[Available data]
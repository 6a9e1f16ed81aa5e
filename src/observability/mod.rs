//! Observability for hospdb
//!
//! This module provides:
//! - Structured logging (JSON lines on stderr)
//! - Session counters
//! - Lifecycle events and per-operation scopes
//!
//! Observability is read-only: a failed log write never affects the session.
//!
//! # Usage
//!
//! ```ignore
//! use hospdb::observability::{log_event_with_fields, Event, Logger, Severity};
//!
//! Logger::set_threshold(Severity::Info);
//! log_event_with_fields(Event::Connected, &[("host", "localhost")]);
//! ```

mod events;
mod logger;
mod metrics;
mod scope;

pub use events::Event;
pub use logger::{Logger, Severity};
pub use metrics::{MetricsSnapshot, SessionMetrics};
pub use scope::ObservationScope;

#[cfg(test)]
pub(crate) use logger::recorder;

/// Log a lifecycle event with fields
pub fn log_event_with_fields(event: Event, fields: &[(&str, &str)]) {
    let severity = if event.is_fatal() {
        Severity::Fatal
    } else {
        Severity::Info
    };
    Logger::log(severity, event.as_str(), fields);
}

---

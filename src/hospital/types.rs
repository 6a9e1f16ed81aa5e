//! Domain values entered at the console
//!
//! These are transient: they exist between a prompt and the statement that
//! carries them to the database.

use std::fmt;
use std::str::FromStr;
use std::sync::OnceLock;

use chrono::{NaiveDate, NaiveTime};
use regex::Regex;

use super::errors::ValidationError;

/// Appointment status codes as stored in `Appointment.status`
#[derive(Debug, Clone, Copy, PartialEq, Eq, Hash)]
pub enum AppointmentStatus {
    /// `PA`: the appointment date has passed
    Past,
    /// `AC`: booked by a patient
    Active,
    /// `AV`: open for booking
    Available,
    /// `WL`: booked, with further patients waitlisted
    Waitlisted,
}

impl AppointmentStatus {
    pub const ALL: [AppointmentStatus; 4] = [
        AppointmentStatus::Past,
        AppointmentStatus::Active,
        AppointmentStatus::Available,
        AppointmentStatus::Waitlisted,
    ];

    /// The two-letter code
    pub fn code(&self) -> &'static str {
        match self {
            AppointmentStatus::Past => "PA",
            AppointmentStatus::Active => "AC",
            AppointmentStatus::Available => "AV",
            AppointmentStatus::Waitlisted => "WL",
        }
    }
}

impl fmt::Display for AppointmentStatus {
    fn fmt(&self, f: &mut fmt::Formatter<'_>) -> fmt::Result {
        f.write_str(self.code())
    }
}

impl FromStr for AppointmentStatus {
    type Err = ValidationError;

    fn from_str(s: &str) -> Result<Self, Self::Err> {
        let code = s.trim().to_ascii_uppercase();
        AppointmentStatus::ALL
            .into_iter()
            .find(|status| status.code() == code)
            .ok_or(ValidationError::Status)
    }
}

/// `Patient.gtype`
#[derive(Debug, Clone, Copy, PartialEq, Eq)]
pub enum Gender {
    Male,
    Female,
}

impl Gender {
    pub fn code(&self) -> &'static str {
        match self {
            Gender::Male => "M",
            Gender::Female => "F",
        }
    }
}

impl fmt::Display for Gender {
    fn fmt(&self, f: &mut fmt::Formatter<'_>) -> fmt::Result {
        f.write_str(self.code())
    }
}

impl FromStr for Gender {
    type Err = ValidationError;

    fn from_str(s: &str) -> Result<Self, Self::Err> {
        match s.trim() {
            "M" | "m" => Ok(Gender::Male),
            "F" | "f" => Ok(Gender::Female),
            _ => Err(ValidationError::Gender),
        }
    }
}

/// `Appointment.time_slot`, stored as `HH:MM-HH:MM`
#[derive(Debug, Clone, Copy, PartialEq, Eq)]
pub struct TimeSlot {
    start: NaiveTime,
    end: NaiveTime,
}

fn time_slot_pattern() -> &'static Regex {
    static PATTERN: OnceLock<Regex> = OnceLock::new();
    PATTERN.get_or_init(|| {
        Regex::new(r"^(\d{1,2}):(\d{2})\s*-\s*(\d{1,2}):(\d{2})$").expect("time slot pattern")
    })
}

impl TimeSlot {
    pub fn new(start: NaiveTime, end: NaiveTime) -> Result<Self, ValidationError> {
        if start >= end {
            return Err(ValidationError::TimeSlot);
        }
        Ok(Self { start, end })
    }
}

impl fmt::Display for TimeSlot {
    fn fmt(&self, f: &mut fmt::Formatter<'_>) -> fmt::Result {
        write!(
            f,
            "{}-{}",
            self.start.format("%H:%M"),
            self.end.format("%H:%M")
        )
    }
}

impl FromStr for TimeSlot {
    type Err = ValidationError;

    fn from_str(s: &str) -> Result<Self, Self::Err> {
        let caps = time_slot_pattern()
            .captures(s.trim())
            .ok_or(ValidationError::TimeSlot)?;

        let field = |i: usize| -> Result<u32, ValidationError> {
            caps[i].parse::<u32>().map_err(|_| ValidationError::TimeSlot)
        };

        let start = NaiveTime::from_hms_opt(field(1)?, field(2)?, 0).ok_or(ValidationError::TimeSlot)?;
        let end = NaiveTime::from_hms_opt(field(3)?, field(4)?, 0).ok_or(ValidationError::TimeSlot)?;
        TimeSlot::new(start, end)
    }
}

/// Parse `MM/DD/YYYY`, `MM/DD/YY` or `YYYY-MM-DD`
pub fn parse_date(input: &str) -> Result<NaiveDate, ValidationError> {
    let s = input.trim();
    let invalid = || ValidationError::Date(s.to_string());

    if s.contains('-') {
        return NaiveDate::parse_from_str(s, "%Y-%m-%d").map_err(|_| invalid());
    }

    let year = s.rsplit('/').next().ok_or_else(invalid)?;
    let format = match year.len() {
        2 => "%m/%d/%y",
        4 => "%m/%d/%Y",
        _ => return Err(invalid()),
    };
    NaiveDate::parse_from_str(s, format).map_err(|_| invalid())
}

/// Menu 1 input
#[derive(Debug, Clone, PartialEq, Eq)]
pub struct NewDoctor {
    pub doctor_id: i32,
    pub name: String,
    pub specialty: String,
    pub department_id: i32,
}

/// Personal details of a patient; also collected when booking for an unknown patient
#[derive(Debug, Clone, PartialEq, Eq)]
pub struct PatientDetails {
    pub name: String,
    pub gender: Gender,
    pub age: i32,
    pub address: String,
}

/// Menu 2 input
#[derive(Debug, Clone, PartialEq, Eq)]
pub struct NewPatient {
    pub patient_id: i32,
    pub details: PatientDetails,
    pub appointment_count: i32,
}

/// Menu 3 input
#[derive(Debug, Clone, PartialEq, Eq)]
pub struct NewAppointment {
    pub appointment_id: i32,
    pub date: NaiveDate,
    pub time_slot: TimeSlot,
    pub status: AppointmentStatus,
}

[What is required] Return each line among the entries that holds the word "Display".

[Exercise solution]
impl fmt::Display for AppointmentStatus {
impl fmt::Display for Gender {
impl fmt::Display for TimeSlot {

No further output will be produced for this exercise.